**Provided records:**
Segment Open

//! Media-upload descriptor for public-domain images.
//!
//! The descriptor is a side output: a filled Artwork template, a target file
//! name, and an upload-helper URL that carries both. It is handed to the
//! caller and never turned into graph statements.

use crate::profile::InstitutionProfile;
use crate::record::ObjectRecord;
use crate::text::normalize_object_type;
use regex::{Captures, Regex};
use serde::Serialize;
use std::sync::OnceLock;
use url::form_urlencoded;

#[derive(Debug, Clone, PartialEq, Eq, Serialize)]
pub struct MediaUpload {
    pub image_url: String,
    pub file_name: String,
    pub description: String,
    pub upload_url: String,
}

const ARTWORK_TEMPLATE: &str = "\
=={{int:filedesc}}==
{{Artwork
 |artist             = __artist__
 |author             =
 |title              = __title__
 |description        = __description__
 |object type        = __objectName__
 |date               = __objectDate__
 |medium             = __medium__
 |dimensions         = __dimensions__
 |institution        = {{Institution:__institution__}}
 |department         = __department__
 |accession number   = __accessionNumber__
 |place of creation  =
 |place of discovery =
 |object history     =
 |exhibition history =
 |credit line        = __creditLine__
 |inscriptions       =
 |notes              =
 |references         =
 |source             = __objectURL__{{Template:__sourceTemplate__}}
 |permission         = {{Cc-zero}}
 |other_versions     =
 |wikidata           = __itemId__
 |other_fields       =
}}
";

fn item_suffix_re() -> &'static Regex {
    static RE: OnceLock<Regex> = OnceLock::new();
    RE.get_or_init(|| Regex::new(r".+(Q[0-9]+)$").expect("valid item suffix pattern"))
}

fn placeholder_re() -> &'static Regex {
    static RE: OnceLock<Regex> = OnceLock::new();
    RE.get_or_init(|| Regex::new(r"__([A-Za-z]+)__").expect("valid placeholder pattern"))
}

/// Item id at the end of a knowledge-base entity URL, if any.
pub fn item_id_from_link(link: &str) -> Option<&str> {
    item_suffix_re()
        .captures(link)
        .and_then(|caps| caps.get(1))
        .map(|m| m.as_str())
}

/// Fill the Artwork template. Missing fields render as empty values.
pub fn artwork_description(record: &ObjectRecord, profile: &InstitutionProfile) -> String {
    let text = |field: &Option<String>| field.as_deref().unwrap_or("").to_string();

    let artist = record
        .artist_display_name
        .as_deref()
        .map(|name| format!("{{{{Creator:{name}}}}}"))
        .unwrap_or_default();

    let description = match record.object_name.as_deref().filter(|n| !n.is_empty()) {
        Some(name) => {
            let mut d = normalize_object_type(Some(name));
            if let Some(culture) = record.culture.as_deref().filter(|c| !c.is_empty()) {
                d.push_str("; ");
                d.push_str(culture);
            }
            d
        }
        None => String::new(),
    };

    let item_id = record
        .knowledge_base_link
        .as_deref()
        .and_then(item_id_from_link)
        .unwrap_or("");

    let title = text(&record.title);
    let object_name = text(&record.object_name);
    let object_date = text(&record.object_date);
    let medium = text(&record.medium);
    let dimensions = text(&record.dimensions);
    let department = text(&record.department);
    let accession = text(&record.accession_number);
    let credit_line = text(&record.credit_line);
    let object_url = text(&record.object_url);

    // One pass: values copied in from the record are never re-scanned.
    let mut out = placeholder_re()
        .replace_all(ARTWORK_TEMPLATE, |caps: &Captures<'_>| {
            match &caps[1] {
                "artist" => artist.as_str(),
                "title" => title.as_str(),
                "description" => description.as_str(),
                "objectName" => object_name.as_str(),
                "objectDate" => object_date.as_str(),
                "medium" => medium.as_str(),
                "dimensions" => dimensions.as_str(),
                "institution" => profile.commons_institution.as_str(),
                "department" => department.as_str(),
                "accessionNumber" => accession.as_str(),
                "creditLine" => credit_line.as_str(),
                "objectURL" => object_url.as_str(),
                "sourceTemplate" => profile.commons_source_template.as_str(),
                "itemId" => item_id,
                _ => "",
            }
            .to_string()
        })
        .into_owned();

    let category = record
        .department
        .as_deref()
        .and_then(|d| profile.department(d))
        .and_then(|d| d.commons_category.as_deref());
    if let Some(category) = category {
        out.push_str(&format!("[[Category:{category}]]\n"));
    }
    out
}

/// `"{title} - {short label} {accession}.jpg"`, skipping missing parts.
pub fn upload_file_name(record: &ObjectRecord, profile: &InstitutionProfile) -> String {
    let mut name = record.title.clone().unwrap_or_default();
    if !name.is_empty() {
        name.push_str(" - ");
    }
    name.push_str(&profile.short_label);
    if let Some(accession) = record.accession_number.as_deref().filter(|a| !a.is_empty()) {
        name.push(' ');
        name.push_str(accession);
    }
    name.push_str(".jpg");
    name
}

/// Upload-helper URL: `{helper}?urls={image} {file name}&desc={description}`.
///
/// Underscores in the image URL are pre-escaped so the helper does not read
/// them as spaces.
pub fn upload_helper_url(
    helper_base: &str,
    image_url: &str,
    file_name: &str,
    description: &str,
) -> String {
    let urls = format!("{} {}", image_url.replace('_', "%5F"), file_name);
    let query = form_urlencoded::Serializer::new(String::new())
        .append_pair("urls", &urls)
        .append_pair("desc", description)
        .finish();
    format!("{helper_base}?{query}")
}

pub fn media_upload(
    record: &ObjectRecord,
    image_url: &str,
    profile: &InstitutionProfile,
) -> MediaUpload {
    let description = artwork_description(record, profile);
    let file_name = upload_file_name(record, profile);
    let upload_url = upload_helper_url(
        &profile.upload_helper_url,
        image_url,
        &file_name,
        &description,
    );
    MediaUpload {
        image_url: image_url.to_string(),
        file_name,
        description,
        upload_url,
    }
}

/// Commons search for files that may already exist for this object.
pub fn commons_search_url(record: &ObjectRecord, profile: &InstitutionProfile) -> String {
    let mut terms = Vec::new();
    if let Some(accession) = record.accession_number.as_deref().filter(|a| !a.is_empty()) {
        terms.push(accession);
    }
    terms.push(profile.short_label.as_str());
    if let Some(title) = record.title.as_deref().filter(|t| !t.is_empty()) {
        terms.push(title);
    }
    let query: String = form_urlencoded::byte_serialize(terms.join(" ").as_bytes()).collect();
    profile.commons_search_url.replacen("{}", &query, 1)
}

#[cfg(test)]
mod tests {
    use super::*;

    fn record() -> ObjectRecord {
        ObjectRecord {
            title: Some("Wheat Field with Cypresses".into()),
            accession_number: Some("1993.132".into()),
            object_name: Some("Painting".into()),
            culture: Some("Dutch".into()),
            department: Some("European Paintings".into()),
            artist_display_name: Some("Vincent van Gogh".into()),
            object_date: Some("1889".into()),
            knowledge_base_link: Some("https://www.wikidata.org/wiki/Q1015584".into()),
            ..ObjectRecord::default()
        }
    }

    #[test]
    fn template_is_filled() {
        let profile = InstitutionProfile::default();
        let text = artwork_description(&record(), &profile);
        assert!(text.contains(" |artist             = {{Creator:Vincent van Gogh}}\n"));
        assert!(text.contains(" |description        = painting; Dutch\n"));
        assert!(text.contains(" |wikidata           = Q1015584\n"));
        assert!(text.contains("{{Institution:Metropolitan Museum of Art}}"));
        assert!(text.contains("{{Template:TheMet}}"));
        assert!(text.ends_with(
            "[[Category:Department of European Paintings, Metropolitan Museum of Art]]\n"
        ));
        assert!(!text.contains("__"));
    }

    #[test]
    fn record_text_is_not_treated_as_placeholder() {
        let profile = InstitutionProfile::default();
        let record = ObjectRecord {
            title: Some("Study __medium__".into()),
            medium: Some("Oil on canvas".into()),
            department: Some("__itemId__".into()),
            ..ObjectRecord::default()
        };
        let text = artwork_description(&record, &profile);
        assert!(text.contains(" |title              = Study __medium__\n"));
        assert!(text.contains(" |medium             = Oil on canvas\n"));
        assert!(text.contains(" |department         = __itemId__\n"));
    }

    #[test]
    fn unknown_department_has_no_category() {
        let profile = InstitutionProfile::default();
        let mut r = record();
        r.department = Some("Nowhere".into());
        assert!(!artwork_description(&r, &profile).contains("[[Category:"));
    }

    #[test]
    fn file_name_parts() {
        let profile = InstitutionProfile::default();
        assert_eq!(
            upload_file_name(&record(), &profile),
            "Wheat Field with Cypresses - MET 1993.132.jpg"
        );
        assert_eq!(upload_file_name(&ObjectRecord::default(), &profile), "MET.jpg");
    }

    #[test]
    fn helper_url_escapes_underscores() {
        let url = upload_helper_url(
            "https://helper.example/index.html",
            "https://images.example/a_b.jpg",
            "A - MET 1.jpg",
            "desc",
        );
        assert_eq!(
            url,
            "https://helper.example/index.html?urls=https%3A%2F%2Fimages.example%2Fa%255Fb.jpg+A+-+MET+1.jpg&desc=desc"
        );
    }

    #[test]
    fn item_id_from_link_requires_suffix() {
        assert_eq!(
            item_id_from_link("https://www.wikidata.org/wiki/Q42"),
            Some("Q42")
        );
        assert_eq!(item_id_from_link("https://example.org/none"), None);
    }

    #[test]
    fn search_url_uses_available_terms() {
        let profile = InstitutionProfile::default();
        let url = commons_search_url(&record(), &profile);
        assert!(url.contains("search=1993.132+MET+Wheat+Field+with+Cypresses&"));
        let bare = commons_search_url(&ObjectRecord::default(), &profile);
        assert!(bare.contains("search=MET&"));
    }
}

Segment Closed

**About this exercise:** Using the listing above, say how many of its lines include "Gogh", offering nothing besides the number.

**Result of the exercise:** 2